§ Provided data:
Content starts
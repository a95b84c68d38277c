//! XML persistence for the record store.
//!
//! The backing file is a small XML document:
//!
//! ```xml
//! <root>
//!   <module name="Osc">
//!     <port name="out" type="audio" dir="out" dest_mod="Mixer" dest_port="in1"/>
//!   </module>
//!   <module name="Mixer">
//!     <port name="in1" type="audio" dir="in" dest_mod="" dest_port=""/>
//!   </module>
//! </root>
//! ```
//!
//! Every port attribute is always written, empty or not, and decoding treats
//! a missing attribute as empty. Modules and ports are rebuilt through the
//! store's find-or-create lookups in document order, so the reloaded store
//! iterates exactly like the saved one.

use std::{
    fs,
    io::{self, Write as _},
    path::{Path, PathBuf},
};

use log::{debug, info, trace, warn};
use quick_xml::{
    Reader, Writer,
    events::{BytesEnd, BytesStart, Event},
};
use tempfile::NamedTempFile;
use thiserror::Error;

use portlink_core::{Direction, PortRef, Store, field};

const ROOT_TAG: &str = "root";
const MODULE_TAG: &str = "module";
const PORT_TAG: &str = "port";

const ATTR_NAME: &str = "name";
const ATTR_TYPE: &str = "type";
const ATTR_DIR: &str = "dir";
const ATTR_DEST_MODULE: &str = "dest_mod";
const ATTR_DEST_PORT: &str = "dest_port";

/// Errors raised while reading or writing the backing file.
#[derive(Debug, Error)]
pub enum Error {
    #[error("cannot read `{}`: {source}", path.display())]
    Read { path: PathBuf, source: io::Error },

    #[error("cannot write `{}`: {source}", path.display())]
    Write { path: PathBuf, source: io::Error },

    #[error("malformed backing file `{}`: {source}", path.display())]
    Malformed { path: PathBuf, source: Box<Error> },

    #[error("malformed XML: {0}")]
    Xml(#[from] quick_xml::Error),

    #[error("not a store document: {0}")]
    Structure(String),

    #[error("I/O error while encoding: {0}")]
    Io(#[from] io::Error),

    #[error("encoded document is not valid UTF-8: {0}")]
    Utf8(#[from] std::string::FromUtf8Error),
}

/// Loads the store saved at `path`.
///
/// A missing file is not an error and yields an empty store.
///
/// # Errors
///
/// Returns [`Error::Read`] if the file exists but cannot be read, and
/// [`Error::Malformed`] if it is not a well-formed store document.
pub fn load(path: &Path) -> Result<Store, Error> {
    let xml = match fs::read_to_string(path) {
        Ok(xml) => xml,
        Err(err) if err.kind() == io::ErrorKind::NotFound => {
            info!(path = path.display().to_string(); "Backing file not found, starting empty");
            return Ok(Store::new());
        }
        Err(source) => {
            return Err(Error::Read {
                path: path.to_path_buf(),
                source,
            });
        }
    };

    let store = from_xml(&xml).map_err(|err| match err {
        Error::Xml(_) | Error::Structure(_) => Error::Malformed {
            path: path.to_path_buf(),
            source: Box::new(err),
        },
        other => other,
    })?;

    debug!(path = path.display().to_string(), modules = store.len(); "Loaded store");
    Ok(store)
}

/// Saves `store` to `path`, replacing the previous contents.
///
/// The document is written to a temporary file next to `path` and then
/// moved over it, so an interrupted save leaves the old file intact.
///
/// # Errors
///
/// Returns [`Error::Write`] if the temporary file cannot be created, written
/// or moved into place.
pub fn save(store: &Store, path: &Path) -> Result<(), Error> {
    let xml = to_xml(store)?;
    let write_error = |source| Error::Write {
        path: path.to_path_buf(),
        source,
    };

    let dir = path
        .parent()
        .filter(|parent| !parent.as_os_str().is_empty())
        .unwrap_or_else(|| Path::new("."));
    let mut file = NamedTempFile::new_in(dir).map_err(write_error)?;
    file.write_all(xml.as_bytes()).map_err(write_error)?;

    if let Ok(metadata) = fs::metadata(path) {
        if let Err(err) = file.as_file().set_permissions(metadata.permissions()) {
            debug!(err:% = err; "Could not copy permissions of the previous backing file");
        }
    }

    file.persist(path).map_err(|err| write_error(err.error))?;

    debug!(path = path.display().to_string(), modules = store.len(); "Saved store");
    Ok(())
}

/// Encodes `store` as an XML document.
pub fn to_xml(store: &Store) -> Result<String, Error> {
    let mut writer = Writer::new_with_indent(Vec::new(), b' ', 2);

    writer.write_event(Event::Start(BytesStart::new(ROOT_TAG)))?;
    for module in store.modules() {
        let mut element = BytesStart::new(MODULE_TAG);
        element.push_attribute((ATTR_NAME, module.name()));
        writer.write_event(Event::Start(element))?;

        for port in module.ports() {
            let destination = port.destination();
            let mut element = BytesStart::new(PORT_TAG);
            element.push_attribute((ATTR_NAME, port.name()));
            element.push_attribute((ATTR_TYPE, port.type_name()));
            element.push_attribute((ATTR_DIR, port.direction().as_str()));
            element.push_attribute((ATTR_DEST_MODULE, destination.map_or("", PortRef::module)));
            element.push_attribute((ATTR_DEST_PORT, destination.map_or("", PortRef::port)));
            writer.write_event(Event::Empty(element))?;
        }

        writer.write_event(Event::End(BytesEnd::new(MODULE_TAG)))?;
    }
    writer.write_event(Event::End(BytesEnd::new(ROOT_TAG)))?;

    let mut bytes = writer.into_inner();
    bytes.push(b'\n');
    Ok(String::from_utf8(bytes)?)
}

/// Decodes an XML document into a store.
///
/// Decoding is lenient about content: unknown elements and attributes are
/// ignored, a `<port>` outside a `<module>` or without a name is skipped,
/// and an unrecognized `dir` reads as `none`. Names and types are bounded to
/// [`MAX_FIELD_LEN`](portlink_core::field::MAX_FIELD_LEN) characters.
///
/// # Errors
///
/// Returns [`Error::Xml`] if the document is not well-formed, and
/// [`Error::Structure`] if it is not a single `<root>` element: text outside
/// of it, a different top-level element, or elements left open at the end.
pub fn from_xml(xml: &str) -> Result<Store, Error> {
    let mut reader = Reader::from_str(xml);
    reader.config_mut().trim_text_start = true;
    reader.config_mut().trim_text_end = true;

    let mut store = Store::new();
    let mut open = OpenElements::default();
    let mut current_module: Option<String> = None;

    loop {
        let event = reader.read_event()?;
        open.track(&event)?;

        match event {
            Event::Start(element) if element.name().as_ref() == MODULE_TAG.as_bytes() => {
                current_module = decode_module(&mut store, &element)?;
            }
            Event::Empty(element) if element.name().as_ref() == MODULE_TAG.as_bytes() => {
                decode_module(&mut store, &element)?;
                current_module = None;
            }
            Event::End(element) if element.name().as_ref() == MODULE_TAG.as_bytes() => {
                current_module = None;
            }
            Event::Start(element) | Event::Empty(element)
                if element.name().as_ref() == PORT_TAG.as_bytes() =>
            {
                match current_module.as_deref() {
                    Some(module) => decode_port(&mut store, module, &element)?,
                    None => warn!("Port element outside of a module, skipping"),
                }
            }
            Event::Eof => break,
            event => trace!(event:? = event; "Ignoring XML event"),
        }
    }

    Ok(store)
}

/// Element nesting of the document read so far.
#[derive(Debug, Default)]
struct OpenElements {
    stack: Vec<String>,
    seen_root: bool,
}

impl OpenElements {
    /// Checks `event` against the expected document shape and records it.
    fn track(&mut self, event: &Event<'_>) -> Result<(), Error> {
        match event {
            Event::Start(element) | Event::Empty(element) if self.stack.is_empty() => {
                if element.name().as_ref() != ROOT_TAG.as_bytes() {
                    return Err(Error::Structure(format!(
                        "expected `<{ROOT_TAG}>`, found `<{}>`",
                        element_name(element)
                    )));
                }
                if self.seen_root {
                    return Err(Error::Structure(format!(
                        "more than one `<{ROOT_TAG}>` element"
                    )));
                }
                self.seen_root = true;
            }
            Event::Text(text)
                if self.stack.is_empty() && !text.iter().all(u8::is_ascii_whitespace) =>
            {
                return Err(Error::Structure(format!(
                    "text outside of `<{ROOT_TAG}>`"
                )));
            }
            Event::Eof => {
                if let Some(name) = self.stack.last() {
                    return Err(Error::Structure(format!("`<{name}>` is never closed")));
                }
                if !self.seen_root {
                    return Err(Error::Structure(format!("missing `<{ROOT_TAG}>` element")));
                }
            }
            _ => {}
        }

        match event {
            Event::Start(element) => self.stack.push(element_name(element)),
            Event::End(_) => {
                self.stack.pop();
            }
            _ => {}
        }
        Ok(())
    }
}

fn element_name(element: &BytesStart<'_>) -> String {
    String::from_utf8_lossy(element.name().as_ref()).into_owned()
}

/// Attribute values of a `<module>` or `<port>` element.
#[derive(Debug, Default)]
struct Attributes {
    name: String,
    type_name: String,
    direction: String,
    dest_module: String,
    dest_port: String,
}

impl Attributes {
    fn from_element(element: &BytesStart<'_>) -> Result<Self, Error> {
        let mut attributes = Self::default();

        for attribute in element.attributes() {
            let attribute = attribute.map_err(|err| Error::Xml(err.into()))?;
            let value = attribute
                .unescape_value()
                .map_err(|err| Error::Xml(err.into()))?
                .into_owned();

            match attribute.key.as_ref() {
                key if key == ATTR_NAME.as_bytes() => attributes.name = value,
                key if key == ATTR_TYPE.as_bytes() => attributes.type_name = value,
                key if key == ATTR_DIR.as_bytes() => attributes.direction = value,
                key if key == ATTR_DEST_MODULE.as_bytes() => attributes.dest_module = value,
                key if key == ATTR_DEST_PORT.as_bytes() => attributes.dest_port = value,
                key => debug!(key:? = String::from_utf8_lossy(key); "Ignoring unknown attribute"),
            }
        }

        Ok(attributes)
    }
}

/// Creates the module an element names and returns its name.
fn decode_module(store: &mut Store, element: &BytesStart<'_>) -> Result<Option<String>, Error> {
    let attributes = Attributes::from_element(element)?;
    let name = field::bounded("module", &attributes.name);

    if store.find_or_create_module(&name, true).is_none() {
        warn!("Module element without a name, skipping its ports");
        return Ok(None);
    }
    Ok(Some(name))
}

/// Creates or updates the port an element describes on `module`.
fn decode_port(store: &mut Store, module: &str, element: &BytesStart<'_>) -> Result<(), Error> {
    let attributes = Attributes::from_element(element)?;
    let name = field::bounded("port", &attributes.name);

    let Some(port) = store.find_or_create_port(module, &name, true) else {
        warn!(module = module; "Port element without a name, skipping");
        return Ok(());
    };

    let direction = if attributes.direction.is_empty() {
        Direction::None
    } else {
        attributes.direction.parse().unwrap_or_else(|err| {
            warn!(module = module, port = name, err:% = err; "Treating port direction as `none`");
            Direction::None
        })
    };

    port.restore(
        field::bounded("type", &attributes.type_name),
        direction,
        PortRef::new(
            field::bounded("destination module", &attributes.dest_module),
            field::bounded("destination port", &attributes.dest_port),
        ),
    );
    Ok(())
}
Content ends
§ Task goal:
Please transcribe the records exactly from their first line through the line holding "const ATTR_TYPE: &str", and leave out all others.

§ Task response:
repository a95b84c68d38277c
//! XML persistence for the record store.
//!
//! The backing file is a small XML document:
//!
//! ```xml
//! <root>
//!   <module name="Osc">
//!     <port name="out" type="audio" dir="out" dest_mod="Mixer" dest_port="in1"/>
//!   </module>
//!   <module name="Mixer">
//!     <port name="in1" type="audio" dir="in" dest_mod="" dest_port=""/>
//!   </module>
//! </root>
//! ```
//!
//! Every port attribute is always written, empty or not, and decoding treats
//! a missing attribute as empty. Modules and ports are rebuilt through the
//! store's find-or-create lookups in document order, so the reloaded store
//! iterates exactly like the saved one.

use std::{
    fs,
    io::{self, Write as _},
    path::{Path, PathBuf},
};

use log::{debug, info, trace, warn};
use quick_xml::{
    Reader, Writer,
    events::{BytesEnd, BytesStart, Event},
};
use tempfile::NamedTempFile;
use thiserror::Error;

use portlink_core::{Direction, PortRef, Store, field};

const ROOT_TAG: &str = "root";
const MODULE_TAG: &str = "module";
const PORT_TAG: &str = "port";

const ATTR_NAME: &str = "name";
const ATTR_TYPE: &str = "type";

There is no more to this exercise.